An Old Mini-Essay I Wrote...

I found this essay the other day, and some of the things I wrote are coming back to me, almost cyclically, in the way I'm trying to live my life. It's called Life As Seen Through the Eyes of Poetry. Very lame, but I'm always terrible with titles. Enjoy! Much love :)


A poem can come from any thing, any place and any person; maybe that's what I love so much about poetry. A verse can be confined to an aesthetic scene in nature as much as consciousness can be confined to a series of black and white snapshots indicating one's identity. Poetry is ingrained into our senses. It doesn't matter if you know how to put it on paper or understand the difference between a cinquain and a haiku. We all see, hear, smell, taste and touch poems every day. In fact, our consciousness itself sometimes seems to be one mesmerizing, intricate series of poetry.

Think about the way you look at a loved one, whether this person is a sibling, parent, lover or friend (or even a random person you happen to pass on the street, if you see such a person as a loved one). Does something about this person strike a chord within you each time you cross his or her path? Although I am presenting only one example, it is an example of poetry. Love, happiness, anger, art, peace, hatred, sex, money, hunger, drugs, religion, politics, sports, pain, music, freedom, oppression, history, earth, the unknown: ALL of it is poetry being written in one form or another. We walk, talk and breathe through intertwined landscapes of it every moment.

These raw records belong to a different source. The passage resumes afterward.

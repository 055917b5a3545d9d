use crate::common::{Terrain, TerrainError};

use thiserror::Error;
use tracing::debug;

#[derive(Debug, Clone, PartialEq, Eq, Error)]
pub enum ParseError {
    #[error("invalid number of Ants")]
    InvalidAnts,
    #[error("invalid format of room")]
    InvalidRoom,
    #[error("room name can't be started with 'L'")]
    ReservedPrefix,
    #[error("room name can't have '-'")]
    DashInName,
    #[error("room coords can only be numbers")]
    InvalidCoords,
    #[error(transparent)]
    Room(#[from] TerrainError),
    #[error("error with ## command")]
    BadCommand,
    #[error("invalid format of path")]
    InvalidLink,
    #[error("{source}. Line: '{line}'")]
    Link { line: String, source: TerrainError },
    #[error("here is no Ants")]
    NoAnts,
    #[error("here is no Rooms or Paths")]
    NoRooms,
}

#[derive(Debug, Clone, Copy, PartialEq, Eq)]
enum Section {
    Ants,
    Rooms,
    Links,
}

#[derive(Debug, Clone, Copy, PartialEq, Eq)]
enum Marker {
    Start,
    End,
}

/// A parsed colony: the ant count and the room graph.
#[derive(Debug, Clone)]
pub struct Colony {
    pub ants: usize,
    pub terrain: Terrain,
}

impl Colony {
    pub fn parse(content: &str) -> Result<Self, ParseError> {
        let mut parser = ColonyParser::new();
        for line in content.lines() {
            parser.read_line(line)?;
        }
        parser.finish()
    }
}

struct ColonyParser {
    section: Section,
    pending: Option<Marker>,
    ants: usize,
    terrain: Terrain,
}

impl ColonyParser {
    fn new() -> Self {
        ColonyParser {
            section: Section::Ants,
            pending: None,
            ants: 0,
            terrain: Terrain::new(),
        }
    }

    fn read_line(&mut self, line: &str) -> Result<(), ParseError> {
        if line.is_empty() || (line.starts_with('#') && !line.starts_with("##")) {
            return Ok(());
        }

        match self.section {
            Section::Ants => {
                self.ants = match line.parse::<i64>().map(usize::try_from) {
                    Ok(Ok(ants)) if ants >= 1 => ants,
                    _ => return Err(ParseError::InvalidAnts),
                };
                self.section = Section::Rooms;
                Ok(())
            }
            Section::Rooms => {
                if line.starts_with("##") {
                    return self.read_command(line);
                }
                if self.pending.is_none() && line.split(' ').count() != 3 {
                    debug!("switching to links at '{line}'");
                    self.section = Section::Links;
                    return self.read_link(line);
                }
                self.read_room(line)
            }
            Section::Links => self.read_link(line),
        }
    }

    fn read_command(&mut self, line: &str) -> Result<(), ParseError> {
        let marker = match line {
            "##start" if self.terrain.start().is_none() => Marker::Start,
            "##end" if self.terrain.end().is_none() => Marker::End,
            _ => return Err(ParseError::BadCommand),
        };
        if self.pending.is_some() {
            return Err(ParseError::BadCommand);
        }
        self.pending = Some(marker);
        Ok(())
    }

    fn read_room(&mut self, line: &str) -> Result<(), ParseError> {
        let fields: Vec<&str> = line.split(' ').collect();
        let [name, x, y] = fields[..] else {
            return Err(ParseError::InvalidRoom);
        };
        if name.is_empty() {
            return Err(ParseError::InvalidRoom);
        }
        if name.starts_with('L') {
            return Err(ParseError::ReservedPrefix);
        }
        if name.contains('-') {
            return Err(ParseError::DashInName);
        }
        if self.terrain.room_id(name).is_some() {
            return Err(TerrainError::DuplicateRoom(name.to_string()).into());
        }
        let (Ok(x), Ok(y)) = (x.parse::<i64>(), y.parse::<i64>()) else {
            return Err(ParseError::InvalidCoords);
        };

        let room = self.terrain.add_room(name, Some((x, y)))?;
        match self.pending.take() {
            Some(Marker::Start) => self.terrain.set_start(room),
            Some(Marker::End) => self.terrain.set_end(room),
            None => {}
        }
        Ok(())
    }

    fn read_link(&mut self, line: &str) -> Result<(), ParseError> {
        let names: Vec<&str> = line.split('-').collect();
        let [a, b] = names[..] else {
            return Err(ParseError::InvalidLink);
        };
        if a.is_empty() || b.is_empty() {
            return Err(ParseError::InvalidLink);
        }
        let added = self
            .terrain
            .add_corridor(a, b)
            .map_err(|source| ParseError::Link {
                line: line.to_string(),
                source,
            })?;
        if !added {
            debug!("duplicate link '{line}' ignored");
        }
        Ok(())
    }

    fn finish(self) -> Result<Colony, ParseError> {
        match self.section {
            Section::Ants => Err(ParseError::NoAnts),
            Section::Rooms => Err(ParseError::NoRooms),
            Section::Links => Ok(Colony {
                ants: self.ants,
                terrain: self.terrain,
            }),
        }
    }
}
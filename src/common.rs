mod error;
mod path;
mod terrain;

pub use error::{SolveError, TerrainError};
pub use path::{Path, Solution};
pub(crate) use path::{are_disjoint, collect_claimed_paths};
pub use terrain::{Corridor, Room, RoomId, Terrain};
use crate::common::{Solution, Terrain};

use std::collections::VecDeque;
use std::io::{self, Write};

#[derive(Debug, Clone, Copy)]
struct Ant {
    id: usize,
    path: usize,
    position: usize, // index into the path's rooms
}

/// One line per step, each listing the moves `L<ant>-<room>` made in that step.
///
/// Ants already walking move first, in launch order, then every path with
/// ants left launches one more.
pub fn render_moves(terrain: &Terrain, solution: &Solution) -> Vec<String> {
    let mv = |id: usize, room: usize| format!("L{}-{}", id, terrain.name(room));

    // Direct corridor: the whole colony crosses in one step.
    if let Some(path) = solution.paths.iter().find(|path| path.len() == 1) {
        let moves: Vec<String> = (1..=solution.ants).map(|id| mv(id, path.rooms[1])).collect();
        return vec![moves.join(" ")];
    }

    let mut remaining = solution.distribution.clone();
    let mut walking: VecDeque<Ant> = VecDeque::new();
    let mut next_id = 1;
    let mut lines = Vec::with_capacity(solution.steps);

    while !walking.is_empty() || remaining.iter().any(|&left| left > 0) {
        let mut moves = Vec::new();

        for _ in 0..walking.len() {
            let Some(mut ant) = walking.pop_front() else {
                break;
            };
            let rooms = &solution.paths[ant.path].rooms;
            ant.position += 1;
            moves.push(mv(ant.id, rooms[ant.position]));
            if ant.position + 1 < rooms.len() {
                walking.push_back(ant);
            }
        }

        for (path, left) in remaining.iter_mut().enumerate() {
            if *left == 0 {
                continue;
            }
            *left -= 1;
            let ant = Ant {
                id: next_id,
                path,
                position: 1,
            };
            next_id += 1;
            moves.push(mv(ant.id, solution.paths[path].rooms[1]));
            walking.push_back(ant);
        }

        lines.push(moves.join(" "));
    }

    lines
}

pub fn write_moves<W: Write>(w: &mut W, terrain: &Terrain, solution: &Solution) -> io::Result<()> {
    for line in render_moves(terrain, solution) {
        writeln!(w, "{line}")?;
    }
    Ok(())
}
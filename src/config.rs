use anyhow::{anyhow, Context};
use clap::Parser;
use serde::Deserialize;
use tracing_subscriber::EnvFilter;

#[derive(Parser, Debug)]
#[command(
    name = "lem-in",
    about = "Moves an ant colony from ##start to ##end in as few steps as possible.",
    version = "1.0"
)]
pub struct Cli {
    #[arg(help = "Path to the colony description")]
    pub colony: Option<String>,

    #[arg(
        long,
        help = "Path to the colony description; the input is echoed before the moves",
        conflicts_with = "colony"
    )]
    pub file: Option<String>,

    #[arg(long, help = "Path to a YAML config file")]
    pub config: Option<String>,

    #[arg(long, help = "Path to write solve statistics as JSON")]
    pub stats_path: Option<String>,

    #[arg(long, help = "Log filter, e.g. `debug` or `lemin_rust=trace`")]
    pub log_level: Option<String>,
}

#[derive(Debug, Clone, Deserialize)]
#[serde(default)]
pub struct Config {
    pub colony_path: String,
    pub show_content: bool,
    pub stats_path: Option<String>,
    pub log_level: String,
}

impl Default for Config {
    fn default() -> Self {
        Config {
            colony_path: String::new(),
            show_content: false,
            stats_path: None,
            log_level: "warn".to_string(),
        }
    }
}

impl Config {
    /// Reads the YAML file named by `--config`, if any, then applies the
    /// command line on top.
    pub fn load(cli: &Cli) -> anyhow::Result<Self> {
        let config = if let Some(config_file) = cli.config.as_ref() {
            let config_str = std::fs::read_to_string(config_file)
                .with_context(|| format!("error with config file: {config_file}"))?;
            Config::from_yaml_str(&config_str)
                .with_context(|| format!("error with config file: {config_file}"))?
        } else {
            Config::default()
        };
        config.override_from_command_line(cli)
    }

    pub fn from_yaml_str(yaml: &str) -> anyhow::Result<Self> {
        Ok(serde_yaml::from_str(yaml)?)
    }

    pub fn override_from_command_line(mut self, cli: &Cli) -> anyhow::Result<Self> {
        if let Some(path) = &cli.file {
            self.colony_path = path.clone();
            self.show_content = true;
        } else if let Some(path) = &cli.colony {
            self.colony_path = path.clone();
        }
        if let Some(path) = &cli.stats_path {
            self.stats_path = Some(path.clone());
        }
        if let Some(level) = &cli.log_level {
            self.log_level = level.clone();
        }
        self.validate()?;
        Ok(self)
    }

    pub fn validate(&self) -> anyhow::Result<()> {
        if self.colony_path.is_empty() {
            return Err(anyhow!(
                "Program takes a colony file, either as argument or with --file"
            ));
        }
        self.env_filter()
            .with_context(|| format!("invalid log level: {}", self.log_level))?;
        Ok(())
    }

    pub fn env_filter(&self) -> anyhow::Result<EnvFilter> {
        Ok(EnvFilter::try_new(&self.log_level)?)
    }
}

#[cfg(test)]
mod tests {
    use super::*;

    #[test]
    fn test_yaml_defaults() {
        let config = Config::from_yaml_str("colony_path: maps/subject.txt\n").unwrap();
        assert_eq!(config.colony_path, "maps/subject.txt");
        assert!(!config.show_content);
        assert_eq!(config.stats_path, None);
        assert_eq!(config.log_level, "warn");
    }

    #[test]
    fn test_yaml_file() {
        let config_str = std::fs::read_to_string("maps/lemin.yaml").unwrap();
        let config = Config::from_yaml_str(&config_str).unwrap();
        assert_eq!(config.colony_path, "maps/trap.txt");
        assert!(config.show_content);
        assert_eq!(config.log_level, "info");
        assert!(config.validate().is_ok());
    }

    #[test]
    fn test_command_line_overrides_yaml() {
        let config = Config::from_yaml_str(
            "colony_path: from_yaml.txt\nstats_path: stats.json\nlog_level: info\n",
        )
        .unwrap();
        let cli = Cli::parse_from(["lem-in", "--file", "from_cli.txt", "--log-level", "debug"]);
        let config = config.override_from_command_line(&cli).unwrap();
        assert_eq!(config.colony_path, "from_cli.txt");
        assert!(config.show_content);
        assert_eq!(config.stats_path.as_deref(), Some("stats.json"));
        assert_eq!(config.log_level, "debug");
    }

    #[test]
    fn test_positional_colony() {
        let cli = Cli::parse_from(["lem-in", "colony.txt"]);
        let config = Config::default().override_from_command_line(&cli).unwrap();
        assert_eq!(config.colony_path, "colony.txt");
        assert!(!config.show_content);
    }

    #[test]
    fn test_load() {
        let cli = Cli::parse_from(["lem-in", "--config", "maps/lemin.yaml", "maps/subject.txt"]);
        let config = Config::load(&cli).unwrap();
        assert_eq!(config.colony_path, "maps/subject.txt");
        assert_eq!(config.log_level, "info");

        let cli = Cli::parse_from(["lem-in", "--config", "maps/missing.yaml", "a.txt"]);
        let err = Config::load(&cli).unwrap_err();
        assert!(format!("{err:#}").starts_with("error with config file: maps/missing.yaml: "));

        let cli = Cli::parse_from(["lem-in"]);
        let err = Config::load(&cli).unwrap_err();
        assert_eq!(
            format!("{err:#}"),
            "Program takes a colony file, either as argument or with --file"
        );
    }

    #[test]
    fn test_validation() {
        let cli = Cli::parse_from(["lem-in"]);
        assert!(Config::default().override_from_command_line(&cli).is_err());

        assert!(Cli::try_parse_from(["lem-in", "a.txt", "--file", "b.txt"]).is_err());

        let config = Config {
            colony_path: "a.txt".to_string(),
            log_level: "lemin_rust=loud".to_string(),
            ..Config::default()
        };
        assert!(config.validate().is_err());
    }
}
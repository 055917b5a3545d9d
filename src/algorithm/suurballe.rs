use super::queue::{Side, WeightedQueue};
use crate::common::{Corridor, RoomId, Terrain};
use crate::stat::Stats;

use tracing::{debug, instrument, trace, warn};

#[derive(Debug, Clone, Copy, Default)]
struct Label {
    visit_in: bool,
    visit_out: bool,
    parent_in: Option<RoomId>,
    parent_out: Option<RoomId>,
    weight: [isize; 2], // indexed by Side
}

impl Label {
    fn visited(&self) -> bool {
        self.visit_in || self.visit_out
    }
}

/// Per-room scratch of one search round.
#[derive(Debug)]
pub(crate) struct SearchState {
    labels: Vec<Label>,
}

impl SearchState {
    pub(crate) fn new(room_count: usize) -> Self {
        SearchState {
            labels: vec![Label::default(); room_count],
        }
    }

    pub(crate) fn reset(&mut self) {
        for label in self.labels.iter_mut().filter(|label| label.visited()) {
            *label = Label::default();
        }
    }

    fn reached(&self, room: RoomId) -> bool {
        self.labels[room].visited()
    }
}

#[derive(Debug, Clone, Copy, PartialEq, Eq)]
pub(crate) enum Round {
    /// A path was found and its corridors were reversed into the claimed set.
    Augmented,
    /// `end` cannot be reached any more.
    Exhausted,
    /// The parent chain could not be walked back to `start`; corridor states are unreliable.
    Inconsistent,
}

/// One augmenting round: label-setting search from `start`, then edge reversal
/// along the found path (Suurballe on unit weights).
#[instrument(skip_all, name = "search_round", fields(round = stats.rounds), level = "debug")]
pub(crate) fn search_round(
    terrain: &mut Terrain,
    state: &mut SearchState,
    start: RoomId,
    end: RoomId,
    stats: &mut Stats,
) -> Round {
    let mut queue = WeightedQueue::new();
    let label = &mut state.labels[start];
    label.visit_in = true;
    label.visit_out = true;
    queue.push(start, 0, Side::Out);

    while !state.reached(end) {
        let Some(current) = queue.pop() else {
            break;
        };
        stats.expanded_rooms += 1;
        trace!(
            "expand {} ({:?}, weight {}), {} queued",
            terrain.name(current.room),
            current.side,
            current.weight,
            queue.len()
        );

        for (next, corridor) in terrain.neighbors(current.room) {
            // A room entered on its in side may only leave backwards along its own path.
            if corridor == Corridor::Blocked
                || (current.side == Side::In && corridor == Corridor::Stable)
            {
                continue;
            }
            let separated = terrain.room(next).separated;
            add_next(state, &mut queue, current.room, next, separated, current.weight, corridor);
        }
    }

    if !state.reached(end) {
        debug!("no augmenting path");
        return Round::Exhausted;
    }

    let reversed = replace_edges(terrain, state, start, end);
    state.reset();
    terrain.set_separated(start, false);
    terrain.set_separated(end, false);
    if reversed {
        Round::Augmented
    } else {
        Round::Inconsistent
    }
}

fn add_next(
    state: &mut SearchState,
    queue: &mut WeightedQueue,
    current: RoomId,
    next: RoomId,
    separated: bool,
    weight: isize,
    corridor: Corridor,
) {
    let label = &mut state.labels[next];
    let weight = weight + corridor.cost();
    let (out, inn) = (Side::Out.index(), Side::In.index());

    if !label.visited() {
        if separated {
            label.visit_in = true;
            label.parent_in = Some(current);
            label.weight[inn] = weight;
            // A free corridor into a claimed room only reaches its in side.
            if corridor == Corridor::Stable {
                queue.push(next, weight, Side::In);
                return;
            }
        }
        label.visit_out = true;
        label.parent_out = Some(current);
        label.weight[out] = weight;
        queue.push(next, weight, Side::Out);
        return;
    }

    if !separated {
        if weight >= label.weight[out] {
            return;
        }
        label.parent_out = Some(current);
        label.weight[out] = weight;
        queue.push(next, weight, Side::Out);
        return;
    }

    if corridor == Corridor::Stable {
        if label.visit_in && weight >= label.weight[inn] {
            return;
        }
        label.visit_in = true;
        label.parent_in = Some(current);
        label.weight[inn] = weight;
        queue.push(next, weight, Side::In);
        return;
    }

    if !label.visit_in || weight < label.weight[inn] {
        label.visit_in = true;
        label.parent_in = Some(current);
        label.weight[inn] = weight;
        queue.push(next, weight, Side::In);
    }
    if !label.visit_out || weight < label.weight[out] {
        label.visit_out = true;
        label.parent_out = Some(current);
        label.weight[out] = weight;
        queue.push(next, weight, Side::Out);
    }
}

/// Walks parents back from `end`, claiming free corridors and cancelling
/// corridors the new path runs against. Returns `false` if the walk breaks off.
fn replace_edges(terrain: &mut Terrain, state: &SearchState, start: RoomId, end: RoomId) -> bool {
    let mut room = end;
    // A room can be passed once per side.
    let mut budget = 2 * terrain.room_count();

    while room != start {
        if budget == 0 {
            warn!("parent chain from {} does not reach start", terrain.name(end));
            return false;
        }
        budget -= 1;

        let label = state.labels[room];
        let parent = match (label.parent_in, label.parent_out) {
            (Some(parent_in), Some(parent_out)) => {
                if terrain.blocked_count(room) > 1 {
                    if terrain.corridor(room, parent_out) == Some(Corridor::Blocked) {
                        parent_out
                    } else {
                        parent_in
                    }
                } else if terrain.corridor(room, parent_in) == Some(Corridor::Stable) {
                    parent_in
                } else {
                    parent_out
                }
            }
            (Some(parent), None) | (None, Some(parent)) => parent,
            (None, None) => {
                warn!("room {} has no parent", terrain.name(room));
                return false;
            }
        };

        if terrain.corridor(room, parent) == Some(Corridor::Stable) {
            terrain.set_separated(parent, true);
            terrain.set_separated(room, true);
            terrain.claim(parent, room);
        } else {
            terrain.set_separated(parent, false);
            terrain.release(parent, room);
        }
        room = parent;
    }
    true
}

#[cfg(test)]
mod tests {
    use super::*;

    fn build(names: &[&str], links: &[(&str, &str)]) -> Terrain {
        let mut terrain = Terrain::new();
        for name in names {
            terrain.add_room(name, None).unwrap();
        }
        for (a, b) in links {
            terrain.add_corridor(a, b).unwrap();
        }
        terrain
    }

    fn id(terrain: &Terrain, name: &str) -> RoomId {
        terrain.room_id(name).unwrap()
    }

    #[test]
    fn test_first_round_claims_shortest_path() {
        let mut terrain = build(
            &["start", "a", "b", "c", "end"],
            &[("start", "a"), ("a", "b"), ("b", "end"), ("start", "c"), ("c", "end")],
        );
        let (start, end) = (id(&terrain, "start"), id(&terrain, "end"));
        let mut state = SearchState::new(terrain.room_count());
        let stats = &mut Stats::default();

        assert_eq!(search_round(&mut terrain, &mut state, start, end, stats), Round::Augmented);

        let c = id(&terrain, "c");
        assert_eq!(terrain.corridor(start, c), Some(Corridor::Blocked));
        assert_eq!(terrain.corridor(end, c), Some(Corridor::Reversed));
        assert_eq!(terrain.corridor(start, id(&terrain, "a")), Some(Corridor::Stable));
        assert!(terrain.room(c).is_separated());
        assert!(!terrain.room(start).is_separated());
        assert!(!terrain.room(end).is_separated());
        assert!(state.labels.iter().all(|label| !label.visited()));
    }

    #[test]
    fn test_exhausted_when_end_unreachable() {
        let mut terrain = build(&["start", "a", "end"], &[("start", "a")]);
        let mut state = SearchState::new(terrain.room_count());
        let stats = &mut Stats::default();
        assert_eq!(search_round(&mut terrain, &mut state, 0, 2, stats), Round::Exhausted);
        assert_eq!(terrain.claimed_corridors().count(), 0);
    }

    // The shortest path start-r1-r2-end blocks both vertex-disjoint routes;
    // the second round has to cancel r1-r2.
    #[test]
    fn test_second_round_cancels_shared_corridor() {
        let mut terrain = build(
            &["start", "r1", "r2", "r3", "r4", "r5", "r6", "end"],
            &[
                ("start", "r1"),
                ("r1", "r2"),
                ("r2", "end"),
                ("start", "r3"),
                ("r3", "r6"),
                ("r6", "r2"),
                ("r1", "r4"),
                ("r4", "r5"),
                ("r5", "end"),
            ],
        );
        let (start, end) = (id(&terrain, "start"), id(&terrain, "end"));
        let (r1, r2) = (id(&terrain, "r1"), id(&terrain, "r2"));
        let mut state = SearchState::new(terrain.room_count());
        let stats = &mut Stats::default();

        assert_eq!(search_round(&mut terrain, &mut state, start, end, stats), Round::Augmented);
        assert_eq!(terrain.corridor(r1, r2), Some(Corridor::Blocked));
        assert_eq!(terrain.claimed_corridors().count(), 3);

        assert_eq!(search_round(&mut terrain, &mut state, start, end, stats), Round::Augmented);
        assert_eq!(terrain.corridor(r1, r2), Some(Corridor::Stable));
        assert_eq!(terrain.claimed_corridors().count(), 8);
        assert_eq!(terrain.blocked_count(start), 2);

        assert_eq!(search_round(&mut terrain, &mut state, start, end, stats), Round::Exhausted);
    }
}
use itertools::Itertools;
use rand::distributions::{Distribution, Uniform};
use std::fs::File;
use std::io::prelude::*;
use std::io::{self, BufRead};
use std::path::Path;

/// Output path, relative to the working directory. Not configurable.
const OUTPUT_PATH: &str = "weights.txt";
/// A line break follows every WRAP_EVERY-th entry.
const WRAP_EVERY: usize = 5;
/// Continuation lines are indented to sit under the opening brace.
const INDENT: &str = "                     "; // 21 spaces
/// Each value is left-justified in a field this wide.
const FIELD_WIDTH: usize = 8;

type Result<T> = std::result::Result<T, Box<dyn std::error::Error>>;

fn main() -> Result<()> {
    let stdin = io::stdin();
    let count = prompt_count(stdin.lock(), io::stdout())?;
    let weights = generate_weights(if count > 0 { count as usize } else { 0 });
    let literal = format_literal(count, &weights);
    write_literal(Path::new(OUTPUT_PATH), &literal)?;
    Ok(())
}

/// Prompt for the weight count and parse the reply as a base-10 integer.
fn prompt_count<R: BufRead, W: Write>(mut input: R, mut output: W) -> Result<i64> {
    write!(output, "How many weights? ")?;
    output.flush()?;
    let mut line = String::new();
    input.read_line(&mut line)?;
    Ok(line.trim().parse()?)
}

/// `count` independent uniform draws in [0, 1), each rounded to 4 decimal places.
fn generate_weights(count: usize) -> Vec<f64> {
    let uniform = Uniform::new(0.0_f64, 1.0_f64);
    let mut rng = rand::thread_rng();
    (0..count)
        .map(|_| round4(uniform.sample(&mut rng)))
        .collect()
}

fn round4(value: f64) -> f64 {
    (value * 10_000.0).round() / 10_000.0
}

/// Render the weights as a C array initializer, wrapped every five entries.
///
/// Each value sits left-justified in an 8-column field followed by a comma,
/// and entries are joined with a single space. The trailing comma is stripped
/// only when it is the last character of the joined body, so a count that is
/// a multiple of five keeps its wrap indentation right before the closing
/// brace.
fn format_literal(count: i64, weights: &[f64]) -> String {
    let mut body = weights
        .iter()
        .enumerate()
        .map(|(i, weight)| {
            let mut entry = format!(
                "{:<width$},",
                lexical::to_string(*weight),
                width = FIELD_WIDTH
            );
            if (i + 1) % WRAP_EVERY == 0 {
                entry.push('\n');
                entry.push_str(INDENT);
            }
            entry
        })
        .join(" ");
    if body.ends_with(',') {
        body.pop();
    }

    format!("float weights[{}] = {{{}}};", count, body)
}

/// Create-or-truncate the output file and write the literal in one operation.
fn write_literal(path: &Path, literal: &str) -> Result<()> {
    File::create(path)?.write_all(literal.as_bytes())?;
    Ok(())
}
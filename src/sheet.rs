// SPDX-FileCopyrightText: 2025 RAprogramm <andrey.rozanov.vl@gmail.com>
// SPDX-License-Identifier: MIT

//! Neutral in-memory view of one spreadsheet sheet.
//!
//! Parsers operate on [`SheetGrid`] values instead of reader-specific cell
//! types, which keeps the layout algorithms independent of the workbook
//! decoder and directly testable. Cells are `Option<String>`: a missing cell
//! stays missing instead of degrading to an empty string.

use calamine::{Data, Range};

/// One sheet as an unheadered dense grid of optional text cells.
#[derive(Debug, Clone, Default, PartialEq, Eq)]
pub struct SheetGrid {
    /// Sheet name as it appeared in the workbook.
    pub name: String,
    /// Row-major cells; every row spans the full grid width.
    pub rows: Vec<Vec<Option<String>>>
}

impl SheetGrid {
    /// Creates a grid from rows of optional cell text.
    pub fn new<N>(name: N, rows: Vec<Vec<Option<String>>>) -> Self
    where
        N: Into<String>
    {
        Self {
            name: name.into(),
            rows
        }
    }

    /// Width of the grid, i.e. the widest row.
    pub fn column_count(&self) -> usize {
        self.rows.iter().map(Vec::len).max().unwrap_or(0)
    }

    /// Returns the trimmed-free cell text at `(row, column)`, if present.
    pub fn cell(&self, row: usize, column: usize) -> Option<&str> {
        self.rows
            .get(row)
            .and_then(|cells| cells.get(column))
            .and_then(|cell| cell.as_deref())
    }
}

/// Converts a decoded worksheet range into a [`SheetGrid`].
pub(crate) fn grid_from_range(name: &str, range: &Range<Data>) -> SheetGrid {
    let rows = range
        .rows()
        .map(|cells| cells.iter().map(cell_text).collect())
        .collect();

    SheetGrid::new(name, rows)
}

/// Renders one workbook cell as text, treating empty cells as missing.
///
/// Values pass through with their native cell typing: strings verbatim,
/// integers and booleans via their canonical spelling, and floats without a
/// decimal point when the value is integral (a "2.0" version cell reads back
/// as "2"). Date cells render in ISO form when the serial converts, falling
/// back to the raw serial number. Cells holding spreadsheet error markers
/// carry no usable value and count as missing.
pub(crate) fn cell_text(cell: &Data) -> Option<String> {
    match cell {
        Data::Empty => None,
        Data::String(value) => Some(value.clone()),
        Data::Int(value) => Some(value.to_string()),
        Data::Float(value) => Some(format_float(*value)),
        Data::Bool(value) => Some(value.to_string()),
        Data::DateTime(value) => Some(
            value
                .as_datetime()
                .map(|datetime| datetime.to_string())
                .unwrap_or_else(|| value.as_f64().to_string())
        ),
        Data::DateTimeIso(value) => Some(value.clone()),
        Data::DurationIso(value) => Some(value.clone()),
        Data::Error(_) => None
    }
}

fn format_float(value: f64) -> String {
    if value.fract() == 0.0 && value.abs() < i64::MAX as f64 {
        (value as i64).to_string()
    } else {
        value.to_string()
    }
}

#[cfg(test)]
mod tests {
    use calamine::Data;

    use super::{cell_text, SheetGrid};

    #[test]
    fn column_count_takes_the_widest_row() {
        let grid = SheetGrid::new(
            "EIM0001",
            vec![
                vec![Some("a".to_string())],
                vec![Some("b".to_string()), Some("c".to_string())],
            ]
        );
        assert_eq!(grid.column_count(), 2);
    }

    #[test]
    fn cell_returns_none_outside_the_grid() {
        let grid = SheetGrid::new("s", vec![vec![Some("a".to_string())]]);
        assert_eq!(grid.cell(0, 0), Some("a"));
        assert_eq!(grid.cell(0, 5), None);
        assert_eq!(grid.cell(5, 0), None);
    }

    #[test]
    fn empty_cells_are_missing_not_blank() {
        assert_eq!(cell_text(&Data::Empty), None);
    }

    #[test]
    fn strings_pass_through_verbatim() {
        assert_eq!(
            cell_text(&Data::String(" padded ".to_string())),
            Some(" padded ".to_string())
        );
    }

    #[test]
    fn integral_floats_render_without_decimal_point() {
        assert_eq!(cell_text(&Data::Float(2.0)), Some("2".to_string()));
        assert_eq!(cell_text(&Data::Float(-14.0)), Some("-14".to_string()));
    }

    #[test]
    fn fractional_floats_keep_their_fraction() {
        assert_eq!(cell_text(&Data::Float(2.5)), Some("2.5".to_string()));
    }

    #[test]
    fn integers_and_booleans_use_canonical_spellings() {
        assert_eq!(cell_text(&Data::Int(7)), Some("7".to_string()));
        assert_eq!(cell_text(&Data::Bool(true)), Some("true".to_string()));
    }

    #[test]
    fn iso_values_pass_through() {
        assert_eq!(
            cell_text(&Data::DateTimeIso("2025-03-01T00:00:00".to_string())),
            Some("2025-03-01T00:00:00".to_string())
        );
    }
}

There are no rules concerning the autonomy of one's consciousness. That being said, my developing understanding of the boundless horizons of poetry (which could simply be referred to as art, as well) continues to lead me back to recurring ideas about the nature and evolution of humanity. These repeated notions can be explained by starting on a local and even personal level.

I love my family. There is simply no doubt about it. I almost selfishly want them all to defy the cycle of life and live to see progress and the changes that will eventually be made to make the world a more healthy and peaceful one. I have recently come to understand what this love means to me, as well as to the rest of my family. It means kindness, support, happiness, compassion, intellectual stimulation, etc. My family is the primary source of all these wonderful things in my life.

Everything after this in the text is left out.